Your answer must be the listing, given again word for word.
━━━━━━
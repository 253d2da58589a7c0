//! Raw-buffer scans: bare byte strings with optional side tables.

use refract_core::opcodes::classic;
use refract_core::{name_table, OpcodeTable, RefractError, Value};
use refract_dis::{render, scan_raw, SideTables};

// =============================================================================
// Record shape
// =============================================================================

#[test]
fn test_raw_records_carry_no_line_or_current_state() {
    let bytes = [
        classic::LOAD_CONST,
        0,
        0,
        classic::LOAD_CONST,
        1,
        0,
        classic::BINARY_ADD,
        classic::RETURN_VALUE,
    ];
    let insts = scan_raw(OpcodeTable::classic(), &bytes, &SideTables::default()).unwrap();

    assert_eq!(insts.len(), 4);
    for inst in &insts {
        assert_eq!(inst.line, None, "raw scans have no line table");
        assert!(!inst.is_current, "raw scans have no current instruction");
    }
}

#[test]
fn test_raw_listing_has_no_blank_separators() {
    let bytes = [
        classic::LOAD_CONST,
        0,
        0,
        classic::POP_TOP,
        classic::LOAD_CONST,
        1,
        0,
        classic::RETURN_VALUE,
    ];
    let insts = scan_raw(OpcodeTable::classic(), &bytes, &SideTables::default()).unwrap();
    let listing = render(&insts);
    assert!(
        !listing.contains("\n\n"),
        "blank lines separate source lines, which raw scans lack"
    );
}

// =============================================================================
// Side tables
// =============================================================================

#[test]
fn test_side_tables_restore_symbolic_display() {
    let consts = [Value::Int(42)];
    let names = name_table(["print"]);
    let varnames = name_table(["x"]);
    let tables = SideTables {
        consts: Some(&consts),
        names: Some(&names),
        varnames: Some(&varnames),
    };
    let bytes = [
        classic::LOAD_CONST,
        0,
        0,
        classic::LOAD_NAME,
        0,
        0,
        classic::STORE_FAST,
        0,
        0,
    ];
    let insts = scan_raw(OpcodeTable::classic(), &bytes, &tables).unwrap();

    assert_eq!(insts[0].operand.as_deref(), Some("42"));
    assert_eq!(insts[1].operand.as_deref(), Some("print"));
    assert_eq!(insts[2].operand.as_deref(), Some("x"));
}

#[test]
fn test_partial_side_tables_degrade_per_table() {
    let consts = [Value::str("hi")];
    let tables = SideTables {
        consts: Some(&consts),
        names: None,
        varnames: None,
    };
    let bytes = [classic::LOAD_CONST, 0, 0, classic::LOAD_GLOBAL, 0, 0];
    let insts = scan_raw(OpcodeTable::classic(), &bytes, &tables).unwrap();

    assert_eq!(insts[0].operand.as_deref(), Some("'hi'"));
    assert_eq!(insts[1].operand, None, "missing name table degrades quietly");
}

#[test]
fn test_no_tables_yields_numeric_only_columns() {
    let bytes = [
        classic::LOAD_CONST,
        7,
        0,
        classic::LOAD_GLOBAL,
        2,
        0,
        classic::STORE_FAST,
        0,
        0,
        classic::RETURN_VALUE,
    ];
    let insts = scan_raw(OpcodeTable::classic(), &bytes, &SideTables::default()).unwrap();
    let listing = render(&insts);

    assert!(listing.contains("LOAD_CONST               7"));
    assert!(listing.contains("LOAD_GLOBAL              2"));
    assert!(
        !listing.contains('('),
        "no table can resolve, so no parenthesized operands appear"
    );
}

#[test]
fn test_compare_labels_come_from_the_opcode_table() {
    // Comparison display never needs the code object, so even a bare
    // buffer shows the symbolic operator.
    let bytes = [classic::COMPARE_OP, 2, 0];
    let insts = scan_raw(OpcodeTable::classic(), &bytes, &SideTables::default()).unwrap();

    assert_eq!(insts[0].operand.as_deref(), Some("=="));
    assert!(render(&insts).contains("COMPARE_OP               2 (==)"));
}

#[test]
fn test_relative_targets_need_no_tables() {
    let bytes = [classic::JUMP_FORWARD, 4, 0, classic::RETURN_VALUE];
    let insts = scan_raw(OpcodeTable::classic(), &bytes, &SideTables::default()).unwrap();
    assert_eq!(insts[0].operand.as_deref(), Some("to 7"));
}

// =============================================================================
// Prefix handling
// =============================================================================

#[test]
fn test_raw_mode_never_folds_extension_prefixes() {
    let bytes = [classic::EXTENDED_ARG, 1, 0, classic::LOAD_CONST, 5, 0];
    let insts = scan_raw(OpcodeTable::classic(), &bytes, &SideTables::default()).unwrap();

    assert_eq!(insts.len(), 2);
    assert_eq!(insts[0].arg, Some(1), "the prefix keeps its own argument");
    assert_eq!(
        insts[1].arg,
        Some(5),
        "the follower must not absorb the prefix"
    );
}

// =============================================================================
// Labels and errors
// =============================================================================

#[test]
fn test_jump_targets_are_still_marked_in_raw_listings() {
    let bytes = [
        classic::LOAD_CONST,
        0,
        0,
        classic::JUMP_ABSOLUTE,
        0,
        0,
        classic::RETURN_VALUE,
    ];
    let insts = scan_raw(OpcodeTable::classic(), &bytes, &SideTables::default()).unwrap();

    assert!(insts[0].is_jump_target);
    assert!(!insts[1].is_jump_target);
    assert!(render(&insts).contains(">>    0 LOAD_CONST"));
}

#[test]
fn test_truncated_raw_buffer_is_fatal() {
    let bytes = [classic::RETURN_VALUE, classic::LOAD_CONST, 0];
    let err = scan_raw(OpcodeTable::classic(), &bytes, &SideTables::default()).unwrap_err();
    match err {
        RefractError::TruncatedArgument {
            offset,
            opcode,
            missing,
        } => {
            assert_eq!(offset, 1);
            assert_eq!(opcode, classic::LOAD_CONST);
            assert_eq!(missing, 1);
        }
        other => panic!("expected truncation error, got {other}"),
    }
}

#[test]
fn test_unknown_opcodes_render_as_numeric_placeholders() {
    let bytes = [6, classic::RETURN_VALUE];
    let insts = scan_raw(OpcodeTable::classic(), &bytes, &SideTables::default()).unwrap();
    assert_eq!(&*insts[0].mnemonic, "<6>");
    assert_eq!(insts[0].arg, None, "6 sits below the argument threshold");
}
━━━━━━
■ SOLUTION FOR THIS PROBLEM
repository 253d2da58589a7c0
//! Raw-buffer scans: bare byte strings with optional side tables.

use refract_core::opcodes::classic;
use refract_core::{name_table, OpcodeTable, RefractError, Value};
use refract_dis::{render, scan_raw, SideTables};

// =============================================================================
// Record shape
// =============================================================================

#[test]
fn test_raw_records_carry_no_line_or_current_state() {
    let bytes = [
        classic::LOAD_CONST,
        0,
        0,
        classic::LOAD_CONST,
        1,
        0,
        classic::BINARY_ADD,
        classic::RETURN_VALUE,
    ];
    let insts = scan_raw(OpcodeTable::classic(), &bytes, &SideTables::default()).unwrap();

    assert_eq!(insts.len(), 4);
    for inst in &insts {
        assert_eq!(inst.line, None, "raw scans have no line table");
        assert!(!inst.is_current, "raw scans have no current instruction");
    }
}

#[test]
fn test_raw_listing_has_no_blank_separators() {
    let bytes = [
        classic::LOAD_CONST,
        0,
        0,
        classic::POP_TOP,
        classic::LOAD_CONST,
        1,
        0,
        classic::RETURN_VALUE,
    ];
    let insts = scan_raw(OpcodeTable::classic(), &bytes, &SideTables::default()).unwrap();
    let listing = render(&insts);
    assert!(
        !listing.contains("\n\n"),
        "blank lines separate source lines, which raw scans lack"
    );
}

// =============================================================================
// Side tables
// =============================================================================

#[test]
fn test_side_tables_restore_symbolic_display() {
    let consts = [Value::Int(42)];
    let names = name_table(["print"]);
    let varnames = name_table(["x"]);
    let tables = SideTables {
        consts: Some(&consts),
        names: Some(&names),
        varnames: Some(&varnames),
    };
    let bytes = [
        classic::LOAD_CONST,
        0,
        0,
        classic::LOAD_NAME,
        0,
        0,
        classic::STORE_FAST,
        0,
        0,
    ];
    let insts = scan_raw(OpcodeTable::classic(), &bytes, &tables).unwrap();

    assert_eq!(insts[0].operand.as_deref(), Some("42"));
    assert_eq!(insts[1].operand.as_deref(), Some("print"));
    assert_eq!(insts[2].operand.as_deref(), Some("x"));
}

#[test]
fn test_partial_side_tables_degrade_per_table() {
    let consts = [Value::str("hi")];
    let tables = SideTables {
        consts: Some(&consts),
        names: None,
        varnames: None,
    };
    let bytes = [classic::LOAD_CONST, 0, 0, classic::LOAD_GLOBAL, 0, 0];
    let insts = scan_raw(OpcodeTable::classic(), &bytes, &tables).unwrap();

    assert_eq!(insts[0].operand.as_deref(), Some("'hi'"));
    assert_eq!(insts[1].operand, None, "missing name table degrades quietly");
}

#[test]
fn test_no_tables_yields_numeric_only_columns() {
    let bytes = [
        classic::LOAD_CONST,
        7,
        0,
        classic::LOAD_GLOBAL,
        2,
        0,
        classic::STORE_FAST,
        0,
        0,
        classic::RETURN_VALUE,
    ];
    let insts = scan_raw(OpcodeTable::classic(), &bytes, &SideTables::default()).unwrap();
    let listing = render(&insts);

    assert!(listing.contains("LOAD_CONST               7"));
    assert!(listing.contains("LOAD_GLOBAL              2"));
    assert!(
        !listing.contains('('),
        "no table can resolve, so no parenthesized operands appear"
    );
}

#[test]
fn test_compare_labels_come_from_the_opcode_table() {
    // Comparison display never needs the code object, so even a bare
    // buffer shows the symbolic operator.
    let bytes = [classic::COMPARE_OP, 2, 0];
    let insts = scan_raw(OpcodeTable::classic(), &bytes, &SideTables::default()).unwrap();

    assert_eq!(insts[0].operand.as_deref(), Some("=="));
    assert!(render(&insts).contains("COMPARE_OP               2 (==)"));
}

#[test]
fn test_relative_targets_need_no_tables() {
    let bytes = [classic::JUMP_FORWARD, 4, 0, classic::RETURN_VALUE];
    let insts = scan_raw(OpcodeTable::classic(), &bytes, &SideTables::default()).unwrap();
    assert_eq!(insts[0].operand.as_deref(), Some("to 7"));
}

// =============================================================================
// Prefix handling
// =============================================================================

#[test]
fn test_raw_mode_never_folds_extension_prefixes() {
    let bytes = [classic::EXTENDED_ARG, 1, 0, classic::LOAD_CONST, 5, 0];
    let insts = scan_raw(OpcodeTable::classic(), &bytes, &SideTables::default()).unwrap();

    assert_eq!(insts.len(), 2);
    assert_eq!(insts[0].arg, Some(1), "the prefix keeps its own argument");
    assert_eq!(
        insts[1].arg,
        Some(5),
        "the follower must not absorb the prefix"
    );
}

// =============================================================================
// Labels and errors
// =============================================================================

#[test]
fn test_jump_targets_are_still_marked_in_raw_listings() {
    let bytes = [
        classic::LOAD_CONST,
        0,
        0,
        classic::JUMP_ABSOLUTE,
        0,
        0,
        classic::RETURN_VALUE,
    ];
    let insts = scan_raw(OpcodeTable::classic(), &bytes, &SideTables::default()).unwrap();

    assert!(insts[0].is_jump_target);
    assert!(!insts[1].is_jump_target);
    assert!(render(&insts).contains(">>    0 LOAD_CONST"));
}

#[test]
fn test_truncated_raw_buffer_is_fatal() {
    let bytes = [classic::RETURN_VALUE, classic::LOAD_CONST, 0];
    let err = scan_raw(OpcodeTable::classic(), &bytes, &SideTables::default()).unwrap_err();
    match err {
        RefractError::TruncatedArgument {
            offset,
            opcode,
            missing,
        } => {
            assert_eq!(offset, 1);
            assert_eq!(opcode, classic::LOAD_CONST);
            assert_eq!(missing, 1);
        }
        other => panic!("expected truncation error, got {other}"),
    }
}

#[test]
fn test_unknown_opcodes_render_as_numeric_placeholders() {
    let bytes = [6, classic::RETURN_VALUE];
    let insts = scan_raw(OpcodeTable::classic(), &bytes, &SideTables::default()).unwrap();
    assert_eq!(&*insts[0].mnemonic, "<6>");
    assert_eq!(insts[0].arg, None, "6 sits below the argument threshold");
}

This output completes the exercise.